気の重い仕事/視野の狭い人間

Posted at 07/01/05

昨日。一昨日は飲みすぎて昨日の午前中は体調を取り戻すのに四苦八苦だったが、ある意味体の中が大掃除されたような感じもあって、スッキリした部分もある。たまにはしこたま飲むのも返って体に良いという部分もあるのかもしれない。あくまで「たまには」、であるが。

いろいろ仕事をしながら、いつもやるのに気の重い仕事があって、それはなぜなんだろうと考えてみると、どうもそれはその仕事に一番真剣に取り組んでいるからだ、ということに漸う思い当たった。真剣に取り組むから全力を投入するので疲れるし、神経が高ぶる。周りの環境にもかなり影響される。だからなかなか取り組むのが億劫になるのだ、ということが昨日考えていてわかった。私はもともと環境に左右されるたちなので、環境を整えないとものがやりにくいということはあるのだけど、仕事の中でも割合どんな環境でもできるということもあるし、環境が整わないとできないということもある。その強弱のつけ方というかがなかなか難しく、職場環境の劣悪なところだと神経が参ってしまうという傾向がある。90年代に疲れてしまったことの大きな部分は職場環境(家庭環境もあったが)にあるなあと今更ながら思った。

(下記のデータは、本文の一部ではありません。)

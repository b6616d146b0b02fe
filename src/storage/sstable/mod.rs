//! SSTables
//!
//! An SSTable is written once by a memtable flush and only read afterwards.
//! Keys are unique and strictly ascending. All integers are little-endian.
//!
//! ```text
//! offset 0        "RSDB" | version u16 | entry count u64
//! offset 14       data:   { key_len u32 | val_len u32 | key | value } *
//! index_offset    index:  { key_len u32 | entry offset u64 | key } *
//! len - 16        footer: index_offset u64 | crc32(data) u32 | 0u32
//! ```
//!
//! The reader checks magic, version, the data checksum and the index size
//! before it serves anything, so a damaged table fails at open.

mod builder;
mod reader;

use std::path::PathBuf;

pub use builder::SSTableBuilder;
pub use reader::SSTableReader;

pub(crate) const MAGIC: &[u8; 4] = b"RSDB";
pub(crate) const VERSION: u16 = 1;

/// magic + version + entry count
pub(crate) const HEADER_SIZE: u64 = 4 + 2 + 8;

/// index offset + data crc + padding
pub(crate) const FOOTER_SIZE: u64 = 8 + 4 + 4;

/// key_len + val_len in front of every data entry
pub(crate) const ENTRY_HEADER_SIZE: usize = 4 + 4;

pub(crate) fn le_u16(bytes: &[u8]) -> u16 {
    u16::from_le_bytes([bytes[0], bytes[1]])
}

pub(crate) fn le_u32(bytes: &[u8]) -> u32 {
    u32::from_le_bytes([bytes[0], bytes[1], bytes[2], bytes[3]])
}

pub(crate) fn le_u64(bytes: &[u8]) -> u64 {
    let mut buf = [0u8; 8];
    buf.copy_from_slice(&bytes[..8]);
    u64::from_le_bytes(buf)
}

/// `(key_len, value_len)` from a data entry header
pub(crate) fn entry_lengths(header: &[u8; ENTRY_HEADER_SIZE]) -> (usize, usize) {
    (le_u32(&header[..4]) as usize, le_u32(&header[4..]) as usize)
}

/// Summary of a table produced by [`SSTableBuilder::finish`]
#[derive(Debug, Clone)]
pub struct SSTable {
    pub path: PathBuf,
    pub entry_count: u64,
    /// First key, empty for a table with no entries
    pub min_key: Vec<u8>,
    /// Last key, empty for a table with no entries
    pub max_key: Vec<u8>,
    pub file_size: u64,
}

impl SSTable {
    pub fn entry_count(&self) -> u64 {
        self.entry_count
    }
}
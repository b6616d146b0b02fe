//! Startup scan of the WAL: keep the intact prefix, cut off the rest.

use std::fs::OpenOptions;
use std::path::Path;

use crate::error::{ItemDbError, Result};
use super::{WalEntry, WalReader};

/// Recovery entry points
pub struct WalRecovery;

/// What a recovery scan found
#[derive(Debug, Clone, PartialEq, Eq)]
pub struct RecoveryResult {
    pub entries_recovered: u64,

    /// 1 when the scan stopped on a checksum failure, else 0
    pub entries_corrupted: u64,

    /// LSN of the last intact record, 0 for an empty log
    pub last_lsn: u64,

    /// Bytes past the intact prefix exist (and are cut by `recover`)
    pub was_truncated: bool,
}

impl WalRecovery {
    /// Return the intact records of `path`
    ///
    /// Reads entries until the first torn or corrupted one, then cuts the
    /// file back to the end of the last good entry.
    pub fn recover(path: &Path) -> Result<(Vec<WalEntry>, RecoveryResult)> {
        let (entries, result, good_len) = Self::scan(path)?;

        if result.was_truncated {
            let file = OpenOptions::new().write(true).open(path)?;
            file.set_len(good_len)?;
            file.sync_all()?;
            tracing::warn!(
                path = %path.display(),
                kept_bytes = good_len,
                corrupted = result.entries_corrupted,
                "truncated damaged WAL tail"
            );
        }

        Ok((entries, result))
    }

    fn scan(path: &Path) -> Result<(Vec<WalEntry>, RecoveryResult, u64)> {
        let mut reader = WalReader::open(path)?;
        let mut entries = Vec::new();
        let mut result = RecoveryResult {
            entries_recovered: 0,
            entries_corrupted: 0,
            last_lsn: 0,
            was_truncated: false,
        };

        loop {
            match reader.next_entry() {
                Ok(Some(entry)) => {
                    result.entries_recovered += 1;
                    result.last_lsn = entry.lsn;
                    entries.push(entry);
                }
                Ok(None) => {
                    // Leftover bytes after the last entry are a torn append
                    result.was_truncated = reader.position() < reader.file_len();
                    break;
                }
                Err(ItemDbError::WalCorruption(reason)) => {
                    tracing::warn!(lsn = result.last_lsn + 1, %reason, "corrupted WAL entry");
                    result.entries_corrupted += 1;
                    result.was_truncated = true;
                    break;
                }
                Err(e) => return Err(e),
            }
        }

        Ok((entries, result, reader.position()))
    }
}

古い『月刊全生』が実家の大掃除のときに出てきて、折に触れて目を通しているのだがとても面白い。私がとても目を開かれたのは、私のようなタイプは「視野を広げる」ということをとてもよいことだとアプリオリに思っているが、それは誰にでもそう感じられることではないということで、これは目から鱗が落ちたような感じだった(平成5年5月号より)。実際いろいろ考えてみれば私も何か思い込むと周りのことは見えなくなったりどうでもよくなったりすることがあり、よく周囲から注意されるのだが、注意されても遮二無二進んだりする。そういうふうに考えてみると実は視野が狭い性質なのであって、だからこそ「視野を広げる」ということに非常に大きな価値を見出しているんだなと思ったのである。実際、このブログを読んでいる方は判ると思うが基本的に何でもかんでも興味を持ってしまうほうである。それは自分の視野の狭さを自覚しているがゆえに無意識のうちにいろいろなものを知りたいと思うということなのだろうと思うと非常に腑に落ちる。井戸の底から世界を見ているような感じなのだ、自分の精神的な自覚としては。いろいろ知ることで広がった感じはするし安心もするのだが、いやまだまだ、という感じはいつまでも残る。それはやはり本質的には視野が狭いからなのだと思う。このあたりは言われてみてほんとうにそう思ったが、だからこそ視野を広げようと行動するところが、結局生きるということなんだなあと思う。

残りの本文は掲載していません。